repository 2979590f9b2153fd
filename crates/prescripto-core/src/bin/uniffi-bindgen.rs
fn main() {
    uniffi::uniffi_bindgen_main()
}
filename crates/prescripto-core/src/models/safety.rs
//! Safety analysis models.

use std::fmt;

use serde::{Deserialize, Serialize};

/// Scores at or above this are low risk.
pub const LOW_RISK_THRESHOLD: u32 = 80;
/// Scores at or above this (and below [`LOW_RISK_THRESHOLD`]) are medium risk.
pub const MEDIUM_RISK_THRESHOLD: u32 = 50;

/// Flag severity.
#[derive(Debug, Clone, Copy, PartialEq, Eq, Hash, Serialize, Deserialize)]
#[serde(rename_all = "SCREAMING_SNAKE_CASE")]
pub enum Severity {
    Critical,
    Warning,
}

impl Severity {
    pub fn as_str(&self) -> &'static str {
        match self {
            Severity::Critical => "CRITICAL",
            Severity::Warning => "WARNING",
        }
    }
}

/// Deterministic safety rules, in evaluation order.
#[derive(Debug, Clone, Copy, PartialEq, Eq, Hash, Serialize, Deserialize)]
#[serde(rename_all = "SCREAMING_SNAKE_CASE")]
pub enum SafetyRule {
    /// No medicines at all (fires once per record)
    EmptyExtraction,
    /// Medicine name empty or whitespace
    MissingName,
    /// Dosage empty or whitespace
    MissingDosage,
    /// Model reported low confidence
    LowConfidence,
    /// Leading numeric dosage outside the plausible range
    SuspiciousDosage,
}

impl SafetyRule {
    pub fn severity(&self) -> Severity {
        match self {
            SafetyRule::EmptyExtraction | SafetyRule::MissingName | SafetyRule::MissingDosage => {
                Severity::Critical
            }
            SafetyRule::LowConfidence | SafetyRule::SuspiciousDosage => Severity::Warning,
        }
    }

    pub fn as_str(&self) -> &'static str {
        match self {
            SafetyRule::EmptyExtraction => "EMPTY_EXTRACTION",
            SafetyRule::MissingName => "MISSING_NAME",
            SafetyRule::MissingDosage => "MISSING_DOSAGE",
            SafetyRule::LowConfidence => "LOW_CONFIDENCE",
            SafetyRule::SuspiciousDosage => "SUSPICIOUS_DOSAGE",
        }
    }
}

impl fmt::Display for SafetyRule {
    fn fmt(&self, f: &mut fmt::Formatter<'_>) -> fmt::Result {
        f.write_str(self.as_str())
    }
}

/// A rule violation recorded against a specific field.
#[derive(Debug, Clone, PartialEq, Serialize, Deserialize)]
pub struct SafetyFlag {
    /// Path of the offending field (e.g., "medicines[2].dosage")
    pub field: String,
    pub rule: SafetyRule,
    pub severity: Severity,
    /// Human-readable explanation
    pub message: String,
}

impl SafetyFlag {
    /// Create a flag; severity follows the rule.
    pub fn new(field: impl Into<String>, rule: SafetyRule, message: impl Into<String>) -> Self {
        Self {
            field: field.into(),
            rule,
            severity: rule.severity(),
            message: message.into(),
        }
    }
}

/// Coarse risk tier derived from the safety score.
#[derive(Debug, Clone, Copy, PartialEq, Eq, Hash, Serialize, Deserialize)]
#[serde(rename_all = "lowercase")]
pub enum OverallRisk {
    Low,
    Medium,
    High,
}

impl OverallRisk {
    pub fn from_score(score: u32) -> Self {
        if score >= LOW_RISK_THRESHOLD {
            OverallRisk::Low
        } else if score >= MEDIUM_RISK_THRESHOLD {
            OverallRisk::Medium
        } else {
            OverallRisk::High
        }
    }

    pub fn as_str(&self) -> &'static str {
        match self {
            OverallRisk::Low => "low",
            OverallRisk::Medium => "medium",
            OverallRisk::High => "high",
        }
    }
}

impl fmt::Display for OverallRisk {
    fn fmt(&self, f: &mut fmt::Formatter<'_>) -> fmt::Result {
        f.write_str(self.as_str())
    }
}

/// Result of running the safety rules over an extraction.
#[derive(Debug, Clone, PartialEq, Serialize, Deserialize)]
#[serde(rename_all = "camelCase")]
pub struct SafetyAnalysis {
    /// 0 - 100, higher is safer
    pub safety_score: u32,
    /// Flags in rule-evaluation order
    pub flags: Vec<SafetyFlag>,
    pub overall_risk: OverallRisk,
}

impl SafetyAnalysis {
    pub fn critical_count(&self) -> usize {
        self.count_severity(Severity::Critical)
    }

    pub fn warning_count(&self) -> usize {
        self.count_severity(Severity::Warning)
    }

    /// Flags raised against the medicine at `index`.
    pub fn flags_for_medicine(&self, index: usize) -> impl Iterator<Item = &SafetyFlag> {
        let exact = format!("medicines[{}]", index);
        let nested = format!("medicines[{}].", index);
        self.flags
            .iter()
            .filter(move |f| f.field == exact || f.field.starts_with(&nested))
    }

    fn count_severity(&self, severity: Severity) -> usize {
        self.flags.iter().filter(|f| f.severity == severity).count()
    }
}

#[cfg(test)]
mod tests {
    use super::*;

    #[test]
    fn test_risk_boundaries() {
        assert_eq!(OverallRisk::from_score(100), OverallRisk::Low);
        assert_eq!(OverallRisk::from_score(80), OverallRisk::Low);
        assert_eq!(OverallRisk::from_score(79), OverallRisk::Medium);
        assert_eq!(OverallRisk::from_score(50), OverallRisk::Medium);
        assert_eq!(OverallRisk::from_score(49), OverallRisk::High);
        assert_eq!(OverallRisk::from_score(0), OverallRisk::High);
    }

    #[test]
    fn test_flag_severity_follows_rule() {
        let flag = SafetyFlag::new("medicines[0].name", SafetyRule::MissingName, "no name");
        assert_eq!(flag.severity, Severity::Critical);

        let flag = SafetyFlag::new("medicines[0]", SafetyRule::LowConfidence, "low");
        assert_eq!(flag.severity, Severity::Warning);
    }

    #[test]
    fn test_wire_format() {
        let analysis = SafetyAnalysis {
            safety_score: 70,
            flags: vec![SafetyFlag::new(
                "medicines",
                SafetyRule::EmptyExtraction,
                "No medicines could be extracted from image",
            )],
            overall_risk: OverallRisk::Medium,
        };

        let json = serde_json::to_string(&analysis).unwrap();
        assert!(json.contains("\"safetyScore\":70"));
        assert!(json.contains("\"rule\":\"EMPTY_EXTRACTION\""));
        assert!(json.contains("\"severity\":\"CRITICAL\""));
        assert!(json.contains("\"overallRisk\":\"medium\""));
    }

    #[test]
    fn test_flags_for_medicine() {
        let analysis = SafetyAnalysis {
            safety_score: 40,
            flags: vec![
                SafetyFlag::new("medicines[1].name", SafetyRule::MissingName, ""),
                SafetyFlag::new("medicines[1]", SafetyRule::LowConfidence, ""),
                SafetyFlag::new("medicines[10].dosage", SafetyRule::MissingDosage, ""),
            ],
            overall_risk: OverallRisk::High,
        };

        assert_eq!(analysis.flags_for_medicine(1).count(), 2);
        assert_eq!(analysis.flags_for_medicine(10).count(), 1);
        assert_eq!(analysis.flags_for_medicine(0).count(), 0);
        assert_eq!(analysis.critical_count(), 2);
        assert_eq!(analysis.warning_count(), 1);
    }
}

» **EXERCISE BRIEF**:
All of the data must be set down again exactly.

» **OUTPUT OF THE TASK**:
repository 2979590f9b2153fd
filename crates/prescripto-core/src/bin/uniffi-bindgen.rs
fn main() {
    uniffi::uniffi_bindgen_main()
}
filename crates/prescripto-core/src/models/safety.rs
//! Safety analysis models.

use std::fmt;

use serde::{Deserialize, Serialize};

/// Scores at or above this are low risk.
pub const LOW_RISK_THRESHOLD: u32 = 80;
/// Scores at or above this (and below [`LOW_RISK_THRESHOLD`]) are medium risk.
pub const MEDIUM_RISK_THRESHOLD: u32 = 50;

/// Flag severity.
#[derive(Debug, Clone, Copy, PartialEq, Eq, Hash, Serialize, Deserialize)]
#[serde(rename_all = "SCREAMING_SNAKE_CASE")]
pub enum Severity {
    Critical,
    Warning,
}

impl Severity {
    pub fn as_str(&self) -> &'static str {
        match self {
            Severity::Critical => "CRITICAL",
            Severity::Warning => "WARNING",
        }
    }
}

/// Deterministic safety rules, in evaluation order.
#[derive(Debug, Clone, Copy, PartialEq, Eq, Hash, Serialize, Deserialize)]
#[serde(rename_all = "SCREAMING_SNAKE_CASE")]
pub enum SafetyRule {
    /// No medicines at all (fires once per record)
    EmptyExtraction,
    /// Medicine name empty or whitespace
    MissingName,
    /// Dosage empty or whitespace
    MissingDosage,
    /// Model reported low confidence
    LowConfidence,
    /// Leading numeric dosage outside the plausible range
    SuspiciousDosage,
}

impl SafetyRule {
    pub fn severity(&self) -> Severity {
        match self {
            SafetyRule::EmptyExtraction | SafetyRule::MissingName | SafetyRule::MissingDosage => {
                Severity::Critical
            }
            SafetyRule::LowConfidence | SafetyRule::SuspiciousDosage => Severity::Warning,
        }
    }

    pub fn as_str(&self) -> &'static str {
        match self {
            SafetyRule::EmptyExtraction => "EMPTY_EXTRACTION",
            SafetyRule::MissingName => "MISSING_NAME",
            SafetyRule::MissingDosage => "MISSING_DOSAGE",
            SafetyRule::LowConfidence => "LOW_CONFIDENCE",
            SafetyRule::SuspiciousDosage => "SUSPICIOUS_DOSAGE",
        }
    }
}

impl fmt::Display for SafetyRule {
    fn fmt(&self, f: &mut fmt::Formatter<'_>) -> fmt::Result {
        f.write_str(self.as_str())
    }
}

/// A rule violation recorded against a specific field.
#[derive(Debug, Clone, PartialEq, Serialize, Deserialize)]
pub struct SafetyFlag {
    /// Path of the offending field (e.g., "medicines[2].dosage")
    pub field: String,
    pub rule: SafetyRule,
    pub severity: Severity,
    /// Human-readable explanation
    pub message: String,
}

impl SafetyFlag {
    /// Create a flag; severity follows the rule.
    pub fn new(field: impl Into<String>, rule: SafetyRule, message: impl Into<String>) -> Self {
        Self {
            field: field.into(),
            rule,
            severity: rule.severity(),
            message: message.into(),
        }
    }
}

/// Coarse risk tier derived from the safety score.
#[derive(Debug, Clone, Copy, PartialEq, Eq, Hash, Serialize, Deserialize)]
#[serde(rename_all = "lowercase")]
pub enum OverallRisk {
    Low,
    Medium,
    High,
}

impl OverallRisk {
    pub fn from_score(score: u32) -> Self {
        if score >= LOW_RISK_THRESHOLD {
            OverallRisk::Low
        } else if score >= MEDIUM_RISK_THRESHOLD {
            OverallRisk::Medium
        } else {
            OverallRisk::High
        }
    }

    pub fn as_str(&self) -> &'static str {
        match self {
            OverallRisk::Low => "low",
            OverallRisk::Medium => "medium",
            OverallRisk::High => "high",
        }
    }
}

impl fmt::Display for OverallRisk {
    fn fmt(&self, f: &mut fmt::Formatter<'_>) -> fmt::Result {
        f.write_str(self.as_str())
    }
}

/// Result of running the safety rules over an extraction.
#[derive(Debug, Clone, PartialEq, Serialize, Deserialize)]
#[serde(rename_all = "camelCase")]
pub struct SafetyAnalysis {
    /// 0 - 100, higher is safer
    pub safety_score: u32,
    /// Flags in rule-evaluation order
    pub flags: Vec<SafetyFlag>,
    pub overall_risk: OverallRisk,
}

impl SafetyAnalysis {
    pub fn critical_count(&self) -> usize {
        self.count_severity(Severity::Critical)
    }

    pub fn warning_count(&self) -> usize {
        self.count_severity(Severity::Warning)
    }

    /// Flags raised against the medicine at `index`.
    pub fn flags_for_medicine(&self, index: usize) -> impl Iterator<Item = &SafetyFlag> {
        let exact = format!("medicines[{}]", index);
        let nested = format!("medicines[{}].", index);
        self.flags
            .iter()
            .filter(move |f| f.field == exact || f.field.starts_with(&nested))
    }

    fn count_severity(&self, severity: Severity) -> usize {
        self.flags.iter().filter(|f| f.severity == severity).count()
    }
}

#[cfg(test)]
mod tests {
    use super::*;

    #[test]
    fn test_risk_boundaries() {
        assert_eq!(OverallRisk::from_score(100), OverallRisk::Low);
        assert_eq!(OverallRisk::from_score(80), OverallRisk::Low);
        assert_eq!(OverallRisk::from_score(79), OverallRisk::Medium);
        assert_eq!(OverallRisk::from_score(50), OverallRisk::Medium);
        assert_eq!(OverallRisk::from_score(49), OverallRisk::High);
        assert_eq!(OverallRisk::from_score(0), OverallRisk::High);
    }

    #[test]
    fn test_flag_severity_follows_rule() {
        let flag = SafetyFlag::new("medicines[0].name", SafetyRule::MissingName, "no name");
        assert_eq!(flag.severity, Severity::Critical);

        let flag = SafetyFlag::new("medicines[0]", SafetyRule::LowConfidence, "low");
        assert_eq!(flag.severity, Severity::Warning);
    }

    #[test]
    fn test_wire_format() {
        let analysis = SafetyAnalysis {
            safety_score: 70,
            flags: vec![SafetyFlag::new(
                "medicines",
                SafetyRule::EmptyExtraction,
                "No medicines could be extracted from image",
            )],
            overall_risk: OverallRisk::Medium,
        };

        let json = serde_json::to_string(&analysis).unwrap();
        assert!(json.contains("\"safetyScore\":70"));
        assert!(json.contains("\"rule\":\"EMPTY_EXTRACTION\""));
        assert!(json.contains("\"severity\":\"CRITICAL\""));
        assert!(json.contains("\"overallRisk\":\"medium\""));
    }

    #[test]
    fn test_flags_for_medicine() {
        let analysis = SafetyAnalysis {
            safety_score: 40,
            flags: vec![
                SafetyFlag::new("medicines[1].name", SafetyRule::MissingName, ""),
                SafetyFlag::new("medicines[1]", SafetyRule::LowConfidence, ""),
                SafetyFlag::new("medicines[10].dosage", SafetyRule::MissingDosage, ""),
            ],
            overall_risk: OverallRisk::High,
        };

        assert_eq!(analysis.flags_for_medicine(1).count(), 2);
        assert_eq!(analysis.flags_for_medicine(10).count(), 1);
        assert_eq!(analysis.flags_for_medicine(0).count(), 0);
        assert_eq!(analysis.critical_count(), 2);
        assert_eq!(analysis.warning_count(), 1);
    }
}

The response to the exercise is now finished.